If you’re unfamiliar, kombucha is a fermented tea that has been made for thousands of years, all around the world, using water, tea, sugar, and a SCOBY. SCOBY is short for symbiotic colony of bacteria and yeast, which grows into a gelatinous disc-shape (also called a zoogleal mat—fun words!) and looks rather otherworldly. The SCOBY is referred to as “the Mother,” because every time it is brewed, the cultures regenerate and create daughter SCOBYs, which can be peeled off from the Mother and used to make future batches of kombucha. The bacteria and yeast in the SCOBY perform fermentation by using the added sugar and caffeine from the tea as fuel.
Matthew Zitterkob, owner and founder of Big Oak Kombucha, has been brewing the stuff for ten years, using the same strain of SCOBY that he’s had since the beginning. “I’ve been given other strains, too,” says Zitterkob, “and have added to mine so that it’s really biodiverse.” He started with wild fermentation—using naturally occurring bacteria and yeast—so his kombucha is about as local as one can get.
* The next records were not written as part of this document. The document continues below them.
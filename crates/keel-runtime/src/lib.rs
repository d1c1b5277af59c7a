//! # Keel Runtime
//!
//! Bootstrap layer of the Keel HMVC framework.
//!
//! This crate provides:
//! - Layered configuration (`keel.toml`, profiles, `KEEL_*` environment)
//! - Logging setup driven by that configuration
//! - [`Application`], which loads modules and serves requests, including a
//!   one-shot CGI entry point
//!
//! ```rust,ignore
//! use keel_runtime::Application;
//!
//! fn main() -> keel_runtime::RuntimeResult<()> {
//!     Application::builder().build()?.serve_cgi()?;
//!     Ok(())
//! }
//! ```

pub mod application;
pub mod config;
pub mod error;
pub mod logging;

pub use application::{Application, ApplicationBuilder};
pub use config::{ConfigError, ConfigLoader, ConfigResult, KeelConfig, Profile};
pub use error::{RuntimeError, RuntimeResult};
pub use logging::{LoggingBuilder, SpanEvents};

// Re-export tracing for use by applications
pub use tracing;
pub use tracing_subscriber;

/// Logging macros and span helpers.
pub mod prelude {
    pub use tracing::{Level, debug, error, info, instrument, span, trace, warn};
}
use super::*;

impl<'a> Parser<'a> {
    /// Parses a declaration (or statement).
    ///
    /// This is where parsing recovers from syntax errors: on failure the parser is synchronized to
    /// the next statement boundary and `None` is returned. Callers must skip `None`.
    pub fn parse_declaration(&mut self) -> Option<Stmt> {
        debug!("parsing declaration on line {}", self.peek().line);
        let result = if self.eat(TokenKind::Var) {
            self.parse_var_declaration()
        } else {
            self.parse_stmt()
        };

        match result {
            Ok(stmt) => Some(stmt),
            Err(ParseError) => {
                self.synchronize();
                None
            }
        }
    }

    /// Parses a statement.
    pub fn parse_stmt(&mut self) -> ParseResult<Stmt> {
        self.nested(|parser| {
            if parser.eat(TokenKind::Print) {
                parser.parse_print_stmt()
            } else if parser.eat(TokenKind::LeftBrace) {
                parser.parse_block_stmt()
            } else if parser.eat(TokenKind::If) {
                parser.parse_if_stmt()
            } else if parser.eat(TokenKind::While) {
                parser.parse_while_stmt()
            } else if parser.eat(TokenKind::For) {
                parser.parse_for_stmt()
            } else {
                parser.parse_expr_stmt()
            }
        })
    }

    /// Parses the rest of a `var` declaration. `var` has already been eaten.
    fn parse_var_declaration(&mut self) -> ParseResult<Stmt> {
        let name = self.consume(TokenKind::Identifier, "Expected variable name.")?;
        let initializer = if self.eat(TokenKind::Equal) {
            Some(self.parse_expr()?)
        } else {
            None
        };
        self.consume(
            TokenKind::Semicolon,
            "Expected ';' after variable declaration.",
        )?;
        Ok(Stmt::VarDeclaration { name, initializer })
    }

    fn parse_print_stmt(&mut self) -> ParseResult<Stmt> {
        let expr = self.parse_expr()?;
        self.consume(TokenKind::Semicolon, "Expected ';' after value.")?;
        Ok(Stmt::Print(expr))
    }

    /// Parses the body of a block. `{` has already been eaten.
    fn parse_block_stmt(&mut self) -> ParseResult<Stmt> {
        let mut body = Vec::new();
        while !self.check(TokenKind::RightBrace) && !self.is_at_end() {
            if let Some(stmt) = self.parse_declaration() {
                body.push(stmt);
            }
        }
        self.consume(TokenKind::RightBrace, "Expected '}' after block.")?;
        Ok(Stmt::Block(body))
    }

    /// `else` is bound to the nearest `if` because the then branch eats it first.
    fn parse_if_stmt(&mut self) -> ParseResult<Stmt> {
        self.consume(TokenKind::LeftParen, "Expected '(' after 'if'.")?;
        let condition = self.parse_expr()?;
        self.consume(TokenKind::RightParen, "Expected ')' after if condition.")?;

        let then_branch = Box::new(self.parse_stmt()?);
        let else_branch = if self.eat(TokenKind::Else) {
            Some(Box::new(self.parse_stmt()?))
        } else {
            None
        };
        Ok(Stmt::If {
            condition,
            then_branch,
            else_branch,
        })
    }

    fn parse_while_stmt(&mut self) -> ParseResult<Stmt> {
        self.consume(TokenKind::LeftParen, "Expected '(' after 'while'.")?;
        let condition = self.parse_expr()?;
        self.consume(TokenKind::RightParen, "Expected ')' after while condition.")?;
        let body = Box::new(self.parse_stmt()?);
        Ok(Stmt::While { condition, body })
    }

    /// Parses a `for` loop and desugars it into a `while` loop:
    ///
    /// `for (init; cond; incr) body` becomes `{ init; while (cond) { body; incr; } }`.
    /// A missing condition is `true`. Missing initializer and increment are left out.
    fn parse_for_stmt(&mut self) -> ParseResult<Stmt> {
        self.consume(TokenKind::LeftParen, "Expected '(' after 'for'.")?;

        let initializer = if self.eat(TokenKind::Semicolon) {
            None
        } else if self.eat(TokenKind::Var) {
            Some(self.parse_var_declaration()?)
        } else {
            Some(self.parse_expr_stmt()?)
        };

        let condition = if self.check(TokenKind::Semicolon) {
            None
        } else {
            Some(self.parse_expr()?)
        };
        self.consume(TokenKind::Semicolon, "Expected ';' after loop condition.")?;

        let increment = if self.check(TokenKind::RightParen) {
            None
        } else {
            Some(self.parse_expr()?)
        };
        self.consume(TokenKind::RightParen, "Expected ')' after for clauses.")?;

        let mut body = self.parse_stmt()?;

        if let Some(increment) = increment {
            body = Stmt::Block(vec![body, Stmt::Expr(increment)]);
        }
        let condition = condition.unwrap_or(Expr::BoolLit(true));
        body = Stmt::While {
            condition,
            body: Box::new(body),
        };
        if let Some(initializer) = initializer {
            body = Stmt::Block(vec![initializer, body]);
        }

        Ok(body)
    }

    fn parse_expr_stmt(&mut self) -> ParseResult<Stmt> {
        let expr = self.parse_expr()?;
        self.consume(TokenKind::Semicolon, "Expected ';' after value.")?;
        Ok(Stmt::Expr(expr))
    }
}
Mary Donnelly, who handles Big Oak’s marketing and sales, says people (and even local health departments) are often wary of fermented products. “When you don’t know what fermentation is,” she says, “it might look like you’re just letting something rot. But, it’s a clean, scientific, and dedicated process. A lot goes into making it and it’s good for you.”
It also tastes good—think tangy vinegar meets the sweetness of sugar meets fizzy soda. Big Oak Kombucha produces the drink in many flavors including blueberry lavender, orange ginger, white tea, grapefruit juniper, cherry lime, and prickly pear lime ginger. Kombucha on tap can be had at Saints Pub and The Red Cup, where the company sells about fifteen to twenty gallons per week. “Red Cup is our testing ground,” says Zitterkob. “I try out new flavors in the kegs there first. It’s a popular spot for kombucha.” At Saints, the bartenders have been creating kombucha cocktails. Bottles of Big Oak can be found at Urban Agrarian, Hoboken Coffee, Fit Pig, and Elemental Coffee.
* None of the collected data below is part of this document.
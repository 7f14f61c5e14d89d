//! Lox front end: tokens, abstract syntax tree and a recursive descent parser with error recovery.
//!
//! ```
//! use lox_parser::parser::Parser;
//! use lox_parser::printer::print_program;
//! use lox_source::Source;
//!
//! let source = Source::new("for (var i = 0; i < 3; i = i + 1) print i;");
//! let program = Parser::from_source(&source).parse_program();
//! assert!(source.has_no_errors());
//! assert_eq!(
//!     print_program(&program),
//!     "(block (var i 0) (while (< i 3) (block (print i) (expr (= i (+ i 1))))))"
//! );
//! ```

pub mod ast;
pub mod lexer;
pub mod parser;
pub mod printer;
pub mod visitor;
Zitterkob handed me a bottle of white tea kombucha right after I walked through his door on NE 51st Street. He shares a space with Leap Coffee Roasters, where he also bottles his product. His white tea version is a fresh, crisp, mild-tasting ‘bucha that has no added flavors. “It’s our original-style kombucha,” he says. Zitterkob was getting ready to bottle the more adventuresome Prickly Pear Lime Ginger flavor, made with Oklahoma-harvested prickly pears that he picks himself at a spot near the Wichitas.
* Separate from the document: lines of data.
//! Driver for the Lox front end: scans and parses a source text and renders the result.

use lox_parser::ast::Stmt;
use lox_parser::lexer::Scanner;
use lox_parser::parser::{Parser, ParserConfig};
use lox_parser::printer::{print_program, to_source};
use lox_source::{Source, SyntaxError};

/// Exit code for source files with syntax errors (`EX_DATAERR` from `sysexits.h`).
pub const EX_DATAERR: i32 = 65;

/// What to print for a parsed source.
#[derive(Debug, Clone, Copy, PartialEq, Eq, Default)]
pub struct Options {
    /// Print every scanned token before the program.
    pub tokens: bool,
    /// Print the program as Lox source instead of S-expressions.
    pub as_source: bool,
    pub parser: ParserConfig,
}

/// Result of processing one source text.
#[derive(Debug, Clone, PartialEq)]
pub struct Outcome {
    /// Text for stdout. The program is only rendered when there were no errors.
    pub output: String,
    pub errors: Vec<SyntaxError>,
}

impl Outcome {
    pub fn has_errors(&self) -> bool {
        !self.errors.is_empty()
    }
}

/// Scans and parses `content`. Returns the program if no error was reported, otherwise every
/// reported error.
pub fn parse(content: &str, config: ParserConfig) -> Result<Vec<Stmt>, Vec<SyntaxError>> {
    let source = Source::new(content);
    let tokens = Scanner::new(&source).scan_tokens();
    let program = Parser::with_config(tokens, &source, config).parse_program();
    if source.has_no_errors() {
        Ok(program)
    } else {
        Err(source.errors.errors())
    }
}

/// Scans and parses `content` and renders it according to `options`.
pub fn process(content: &str, options: &Options) -> Outcome {
    let source = Source::new(content);
    let tokens = Scanner::new(&source).scan_tokens();

    let mut output = String::new();
    if options.tokens {
        for token in &tokens {
            output.push_str(&token.to_string());
            output.push('\n');
        }
    }

    let program = Parser::with_config(tokens, &source, options.parser).parse_program();
    if source.has_no_errors() {
        let rendered = if options.as_source {
            to_source(&program)
        } else {
            print_program(&program)
        };
        output.push_str(rendered.trim_end());
        if !rendered.trim_end().is_empty() {
            output.push('\n');
        }
    }

    Outcome {
        output,
        errors: source.errors.errors(),
    }
}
“I have my spot,” he says. “There are more than you could ever imagine.” As he shows me the rest of the warehouse space and kombucha-making room, lined with shelves of 5-gallon jars of ‘buch, I imagine purple prickly pear fields and Matt in a veritable local-produce heaven. Zitterkob likes to get as much locally-sourced produce as possible for his kombucha, noting that the availability and seasonality of produce somewhat determines the flavors he create.
He says he has to explain the drink less and less to people, and perhaps next they will start teaching people how to make it. “It’s easy,” Donnelly says, “and you can do it at home.” (She gave me two bottles of her own homemade kombucha as I left: strawberry fennel flavor.) To that end, the two are working on creating educational sessions with other businesses that already do workshops, such as Blue Doors at Tenkiller, whose mission is “connect others with nature, each other, and to share the importance of sustainability.”
Looking to the future, Matt and Mary would love to work with local artists to create new labels, and a local brewery to make a collaborative product—perhaps a sour, wild-fermented beer. “I’m working on kombucha vinegar now, too,” he says. “And we’re looking for as many outlets to expand into as possible.” As Zitterkob creates new and exciting flavors and the drink continues to grow in popularity, that should be no problem for Big Oak Kombucha. Do your gut a favor: head to a local distributor and try it out.